Fidelity Investments Global Macro Director Jurrien Timmer said that speculative capital, driven by high risk appetite, quickly exited both crypto assets and precious metals, and investors shifted their weight to semiconductor stocks. According to Timmer, this change in direction brought about sharp price movements in alternative stores of value.
Speculative money flow changed direction
Timmer stated that speculative interest first concentrated on Bitcoin and then turned to gold. Noting that this process triggered an almost steep rise, especially in gold, Timmer stated that short-term capital has now largely left metals behind and moved to the technology sector. Fidelity Investments is among the world’s largest asset management companies, and its evaluations on the macro outlook and market flows are closely monitored.
Gold’s weakening seems understandable as global M2 growth slowed to 7% from its peak of 12%, but the pullback in gold remained sharper than this limited slowdown in M2.
According to Timmer’s assessment, gold was priced according to the real interest model for a long time. In this approach, gold tended to move in the opposite direction to real interest yields. However, shared data reveals that this relationship is no longer as evident as before.
Liquidity effect in gold came to the fore
Stating that this model broke down at the beginning of 2022, Timmer said that gold is increasingly becoming an asset that reflects global liquidity. According to Fidelity data, the main driver of the rise was the increase in the global money supply M2. While M2 growth reached 12% on an annual basis at the beginning of 2026, gold also reached an all-time high of $5,595.
Mini dictionary: M2 is a broad indicator of money supply that includes cash in circulation, demand deposits and similar instruments that can be easily converted into cash. It is frequently used to monitor liquidity trends in markets.
As global M2 growth fell from its peak of 12% to 7%, gold fell sharply to $3,959. Timmer argues that this sale may be an overreaction by the market.
| Indicator | Before | latest situation |
|---|---|---|
| Global M2 growth | 12% | 7% |
| gold price | $5,595 peak | $3,959 bottom |
| Dollar Index | Under significant resistance | 101.8 |
Bitcoin remains under pressure as dollar strengthens
During the same period, the market began to price that the US Federal Reserve might step back from its recent interest rate cuts. This expectation supported a significant strengthening of the US dollar. Timmer emphasized that the dollar showed a clear breakout after a long horizontal base, as central banks turned to a tight stance again.

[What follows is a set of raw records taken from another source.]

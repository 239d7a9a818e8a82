//! Per-buffer registry and public fold API.
//!
//! A [`FoldRegistry`] owns one [`FoldBuffer`] per host buffer, created on first use and dropped
//! on [`FoldRegistry::dispose`]. It also remembers filetypes whose root language turned out to
//! have no fold query, so repeated requests for such buffers fall back without another scan.

use crate::config::FoldConfig;
use crate::edit::EditNotification;
use crate::error::{FoldError, FoldResult};
use crate::fold_buffer::FoldBuffer;
use crate::fold_state::{FoldStatus, FoldedLinesUpdate};
use crate::host::{BufferHost, BufferId, DecorationRenderer};
use crate::query::StructuralQuery;
use crate::range::{FoldKind, FoldRange};
use std::collections::{HashMap, HashSet};

/// Registry of fold state for every tracked buffer.
#[derive(Default)]
pub struct FoldRegistry {
    config: FoldConfig,
    buffers: HashMap<BufferId, FoldBuffer>,
    unsupported_languages: HashSet<String>,
}

impl std::fmt::Debug for FoldRegistry {
    fn fmt(&self, f: &mut std::fmt::Formatter<'_>) -> std::fmt::Result {
        f.debug_struct("FoldRegistry")
            .field("buffer_count", &self.buffers.len())
            .field("unsupported_languages", &self.unsupported_languages)
            .finish()
    }
}

impl FoldRegistry {
    /// Create a registry.
    pub fn new(config: FoldConfig) -> Self {
        Self {
            config,
            buffers: HashMap::new(),
            unsupported_languages: HashSet::new(),
        }
    }

    /// Registry configuration.
    pub fn config(&self) -> &FoldConfig {
        &self.config
    }

    /// Number of tracked buffers.
    pub fn len(&self) -> usize {
        self.buffers.len()
    }

    /// Returns `true` if no buffer is tracked.
    pub fn is_empty(&self) -> bool {
        self.buffers.is_empty()
    }

    /// Fold buffer for `id`, if tracked.
    pub fn buffer(&self, id: BufferId) -> Option<&FoldBuffer> {
        self.buffers.get(&id)
    }

    /// Mutable fold buffer for `id`, if tracked.
    pub fn buffer_mut(&mut self, id: BufferId) -> Option<&mut FoldBuffer> {
        self.buffers.get_mut(&id)
    }

    fn tracked(&self, id: BufferId) -> FoldResult<&FoldBuffer> {
        self.buffers.get(&id).ok_or(FoldError::BufferNotFound(id))
    }

    fn tracked_mut(&mut self, id: BufferId) -> FoldResult<&mut FoldBuffer> {
        self.buffers
            .get_mut(&id)
            .ok_or(FoldError::BufferNotFound(id))
    }

    /// Returns `true` if `language` is known to have no fold query.
    pub fn is_unsupported(&self, language: &str) -> bool {
        self.unsupported_languages.contains(language)
    }

    /// Forget that `language` had no fold query (e.g. after the host installed one).
    pub fn clear_unsupported(&mut self, language: &str) -> bool {
        self.unsupported_languages.remove(language)
    }

    /// Compute the canonical fold ranges of `id` using `engine`.
    ///
    /// - `Ok(Some(ranges))`: the installed, sorted range set
    /// - `Ok(None)`: the buffer is not foldable (special buffer kind) or folding is stopped
    /// - `Err(FoldError::Fallback { .. })`: the buffer's root language has no fold query; use
    ///   another provider. Injected languages without a fold query are skipped instead.
    pub fn get_folds(
        &mut self,
        host: &dyn BufferHost,
        id: BufferId,
        engine: &dyn StructuralQuery,
        renderer: &mut dyn DecorationRenderer,
    ) -> FoldResult<Option<Vec<FoldRange>>> {
        let kind = host.buffer_kind(id);
        let language = host.language(id);
        let config = &self.config;
        let buffer = self
            .buffers
            .entry(id)
            .or_insert_with(|| FoldBuffer::new(id, config));

        if buffer.state().status() == FoldStatus::Stopped {
            return Ok(None);
        }
        if !kind.is_foldable() {
            tracing::debug!(buffer = id.get(), ?kind, "buffer kind is not foldable");
            buffer.stop(renderer);
            return Ok(None);
        }
        if let Some(language) = language.as_ref()
            && self.unsupported_languages.contains(language)
        {
            buffer.state_mut().select_provider(None);
            return Err(FoldError::Fallback {
                language: language.clone(),
            });
        }

        match buffer.scan(engine, renderer) {
            Ok(ranges) => {
                let ranges = ranges.map(<[FoldRange]>::to_vec);
                buffer
                    .state_mut()
                    .select_provider(Some(engine.provider_id().to_string()));
                Ok(ranges)
            }
            Err(FoldError::Fallback { language: root }) => {
                // Remembered per filetype, which is what the next request is checked against.
                let language = language.unwrap_or(root);
                tracing::debug!(buffer = id.get(), %language, "no fold query, falling back");
                buffer.state_mut().select_provider(None);
                self.unsupported_languages.insert(language.clone());
                Err(FoldError::Fallback { language })
            }
            Err(err) => Err(err),
        }
    }

    /// Forward a host edit to the buffer's line cache and closed folds.
    ///
    /// Edits for untracked buffers are ignored (`None`).
    pub fn notify_edit(
        &mut self,
        id: BufferId,
        edit: EditNotification,
        renderer: &mut dyn DecorationRenderer,
    ) -> Option<FoldedLinesUpdate> {
        let buffer = self.buffers.get_mut(&id)?;
        Some(buffer.notify_edit(edit, renderer))
    }

    /// Read lines `start..=end` (1-based) of a tracked buffer through its line cache.
    pub fn lines(
        &mut self,
        host: &dyn BufferHost,
        id: BufferId,
        start: usize,
        end: isize,
    ) -> FoldResult<Vec<&str>> {
        self.tracked_mut(id)?.lines(host, start, end)
    }

    /// Close `lnum..=end_lnum` (1-based) with explicit display text.
    #[allow(clippy::too_many_arguments)]
    pub fn close_fold(
        &mut self,
        host: &dyn BufferHost,
        id: BufferId,
        lnum: usize,
        end_lnum: usize,
        text: &str,
        width: usize,
        renderer: &mut dyn DecorationRenderer,
    ) -> FoldResult<bool> {
        self.tracked_mut(id)?
            .close_fold(host, lnum, end_lnum, text, width, renderer)
    }

    /// Close the innermost range starting at `lnum` (1-based) with rendered default text.
    pub fn close_fold_at(
        &mut self,
        host: &dyn BufferHost,
        id: BufferId,
        lnum: usize,
        renderer: &mut dyn DecorationRenderer,
    ) -> FoldResult<bool> {
        self.tracked_mut(id)?.close_fold_at(host, lnum, renderer)
    }

    /// Open the fold anchored at `lnum` (1-based).
    pub fn open_fold(
        &mut self,
        id: BufferId,
        lnum: usize,
        renderer: &mut dyn DecorationRenderer,
    ) -> FoldResult<bool> {
        Ok(self.tracked_mut(id)?.open_fold(lnum, renderer))
    }

    /// Kind of the first range containing `line` (0-based).
    pub fn line_kind(&self, id: BufferId, line: usize) -> FoldResult<Option<FoldKind>> {
        Ok(self.tracked(id)?.state().line_kind(line))
    }

    /// Most specific range spanning exactly `start_line..=end_line` (0-based).
    pub fn get_range(
        &self,
        id: BufferId,
        start_line: usize,
        end_line: usize,
    ) -> FoldResult<Option<&FoldRange>> {
        Ok(self.tracked(id)?.state().get_range(start_line, end_line))
    }

    /// Reset a buffer to its initial state, re-enabling folding if it was stopped.
    pub fn reset(&mut self, id: BufferId, renderer: &mut dyn DecorationRenderer) -> FoldResult<()> {
        self.tracked_mut(id)?.reset(renderer);
        Ok(())
    }

    /// Drop a buffer's state, releasing its markers. Returns `false` if it was not tracked.
    pub fn dispose(&mut self, id: BufferId, renderer: &mut dyn DecorationRenderer) -> bool {
        match self.buffers.remove(&id) {
            Some(mut buffer) => {
                buffer.stop(renderer);
                true
            }
            None => false,
        }
    }
}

The Dollar Index rose to 101.8 and an important resistance zone is left behind.
The strengthening of the dollar and the tightening of financial conditions puts pressure on risky assets. According to Timmer, this picture does not seem favorable for more volatile market instruments, including Bitcoin.
Bitcoin, on the other hand, is having difficulty holding on above the $60,000 threshold. While the shift of speculative capital to technology stocks leads to a weakening of short-term demand in the crypto market, a strong dollar and tighter monetary conditions also increase this pressure.